Wednesday, October 19, 2011

The Not-So-Brilliant Easter Idea

Easter Sunday, eight years old. My mom splurged to give me the most beautiful Easter dress I had ever seen: the skirt touched the floor and poofed out like a princess gown, and it was covered in lavenders. I loved it.

In the middle of church, my ear suddenly felt like it was being prodded with hot rods. It shot pain all the way down my neck. I was too embarrassed to tell my parents that my ear hurt, so I tried to keep it to myself… until I started to cry.

My parents saw me cry, but did nothing. I cried from both pain and the sting of betrayal, knowing that no one cared about my misery.

Later, I found out my parents thought I had felt the Spirit and got emotional about my testimony of God. They even whispered to each other about how cute it was. It wasn’t until they ushered us off to Sunday school and I was still crying that they realized something was wrong.

My dad took my home and tried to think of a way to make me feel better. He remembered a nurse told him that if you rub the muscles in your throat that are close to your ear, it soothes the pain. He laid me on the couch and put his fingers down my throat.

He forgot about the gag reflex.

I puked the entire chocolate contents of my Easter basket. Brown goo plastered my gorgeous dress.

So, logically, my dad put my dry-clean-only dress in the washing machine.

Thanks, Dad.


  1. When I was a kid, I was climbing up the shelves in my sister's closet (don't ask why: I can't remember), but I slipped and hit my head on the top of the closet door. I landed on my sister's bed...where she had laid out her spotless white Easter dress...which I promptly bled all over. She was not happy.

    What was wrong with your ear?

  2. I never wore an Easter dress, no matter how hard I begged for one. (Just kidding!) But whenever I had an earache my mother would blow smoke from her cigarette into my ear. For some reason, this always seemed to work.

  3. What ended up being wrong with your ear? An infection?

    Also... I laughed.
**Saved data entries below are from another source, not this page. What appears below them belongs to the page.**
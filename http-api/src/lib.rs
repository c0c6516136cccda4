//! HTTP API for the clinic directory
//!
//! Translates HTTP requests into repository calls and repository results
//! into JSON responses. The router is generic over any `TaskRepository` and
//! `DoctorRepository`, so tests can drive it with in-memory mocks.
//!
//! # Routes
//!
//! - `GET /`, `GET /ping`, `GET /health`
//! - `GET|POST|PUT /tasks/`, `GET /tasks/:id`
//! - `GET|POST|PUT /doctors/`, `GET /doctors/:id`

pub mod doctors;
pub mod error;
pub mod request_logger;
pub mod server;
pub mod tasks;

pub use error::ApiError;
pub use server::{ApiServer, AppState};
Was I suppose to laugh? >_>;

  4. Yes, you were supposed to laugh, though my mother certainly didn't. It was just a minor infection, the kind where you take that pink stuff. I've had so many earaches where I had to take pink stuff that they all blend together.

  5. HaHa! I know the pink stuff!!! As child we were biffles!
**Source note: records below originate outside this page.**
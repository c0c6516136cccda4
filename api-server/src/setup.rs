use anyhow::{Context, Result};
use clinic_core::DoctorRepository;
use database::{MongoConnection, MongoDoctorRepository, MongoTaskRepository};
use http_api::ApiServer;
use std::sync::Arc;
use tracing::info;

use crate::config::Config;

/// The HTTP server wired to MongoDB repositories
pub type ClinicServer = ApiServer<MongoTaskRepository, MongoDoctorRepository>;

/// Everything `main` needs to run and later shut down
pub struct Application {
    pub connection: Arc<MongoConnection>,
    pub server: ClinicServer,
}

/// Connect the shared client; fails when the cluster does not answer a ping
pub async fn connect_database(config: &Config) -> Result<Arc<MongoConnection>> {
    info!(endpoint = %config.database.endpoint, "Connecting to MongoDB");

    let connection = MongoConnection::connect(config.mongo_settings())
        .await
        .context("Failed to connect to MongoDB")?;

    Ok(Arc::new(connection))
}

/// Create both repositories over one connection and ensure their indexes
pub async fn create_repositories(
    connection: Arc<MongoConnection>,
) -> Result<(Arc<MongoTaskRepository>, Arc<MongoDoctorRepository>)> {
    let tasks = MongoTaskRepository::new(connection.clone());
    let doctors = MongoDoctorRepository::new(connection);

    info!("Ensuring doctor search index");
    doctors
        .ensure_indexes()
        .await
        .context("Failed to create doctor indexes")?;

    Ok((Arc::new(tasks), Arc::new(doctors)))
}

/// Initialize the complete application
pub async fn initialize_app(config: &Config) -> Result<Application> {
    info!("Initializing application");

    let connection = connect_database(config).await?;
    let (tasks, doctors) = create_repositories(connection.clone())
        .await
        .context("Failed to create repositories")?;

    let server = ApiServer::new(tasks, doctors);

    info!("Application initialized successfully");
    Ok(Application { connection, server })
}

#[cfg(test)]
mod tests {
    use super::*;

    #[tokio::test]
    async fn test_initialize_app_fails_without_database() {
        let mut config = Config::default();
        config.database.uri = Some("mongodb://127.0.0.1:1/?directConnection=true".to_string());
        config.database.connect_timeout = 1;

        let error = match initialize_app(&config).await {
            Ok(_) => panic!("Startup should fail without a reachable database"),
            Err(error) => error,
        };
        assert!(error.to_string().contains("Failed to connect to MongoDB"));
    }
}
    Oh! And grape dimetapp that forces me to hate all things grape flavored till my last dying day! My mom used to chase me around the house with that stuff! Ick!

    I also remember yakking all over my dad when he decided to play "horsie". I was six and feeling feverish and my stomach was churning. I kept telling him to stop but he kept doing it anyway forcing me to spew all over him. I would love to be able to tell that memory with fondness for my biological dad, but he was a jerk so... LOL I'd like to think of it as... payback? MUAHAHAHAHAHAHAAAAA!!!

  6. It was Novahistine with my folks. I'm with you. I still hate the wintergreen flavor from taking all that stuff. Fortunately the high levels of alcohol in the stuff doesn't seem to have left any long-term affect.